Description of the task |
Write out the full listing again. Make no alterations.

** Opening Provided entries block **

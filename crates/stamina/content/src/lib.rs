//! File formats and loaders for the stamina adjustment mod.
//!
//! This crate turns files on disk into the inputs of `stamina-core`:
//! - The user-facing mod configuration (JSON or TOML)
//! - The host's globals document, exposed as a [`StaminaTable`](stamina_core::StaminaTable)
//!
//! Parsing and validation errors are reported through `anyhow` with the
//! offending path attached. The adjustment logic itself stays in `stamina-core`.

#[cfg(feature = "serde")]
pub mod formats;

#[cfg(feature = "loaders")]
pub mod loaders;

#[cfg(feature = "serde")]
pub use formats::{ConfigFile, FixedEntry};

#[cfg(feature = "loaders")]
pub use loaders::{
    ConfigFormat, ConfigLoader, GlobalsDocument, JsonStaminaTable, LoadResult, STAMINA_POINTER,
    read_field,
};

** Closing Provided entries block **

Task result |
filename crates/stamina/content/src/lib.rs
//! File formats and loaders for the stamina adjustment mod.
//!
//! This crate turns files on disk into the inputs of `stamina-core`:
//! - The user-facing mod configuration (JSON or TOML)
//! - The host's globals document, exposed as a [`StaminaTable`](stamina_core::StaminaTable)
//!
//! Parsing and validation errors are reported through `anyhow` with the
//! offending path attached. The adjustment logic itself stays in `stamina-core`.

#[cfg(feature = "serde")]
pub mod formats;

#[cfg(feature = "loaders")]
pub mod loaders;

#[cfg(feature = "serde")]
pub use formats::{ConfigFile, FixedEntry};

#[cfg(feature = "loaders")]
pub use loaders::{
    ConfigFormat, ConfigLoader, GlobalsDocument, JsonStaminaTable, LoadResult, STAMINA_POINTER,
    read_field,
};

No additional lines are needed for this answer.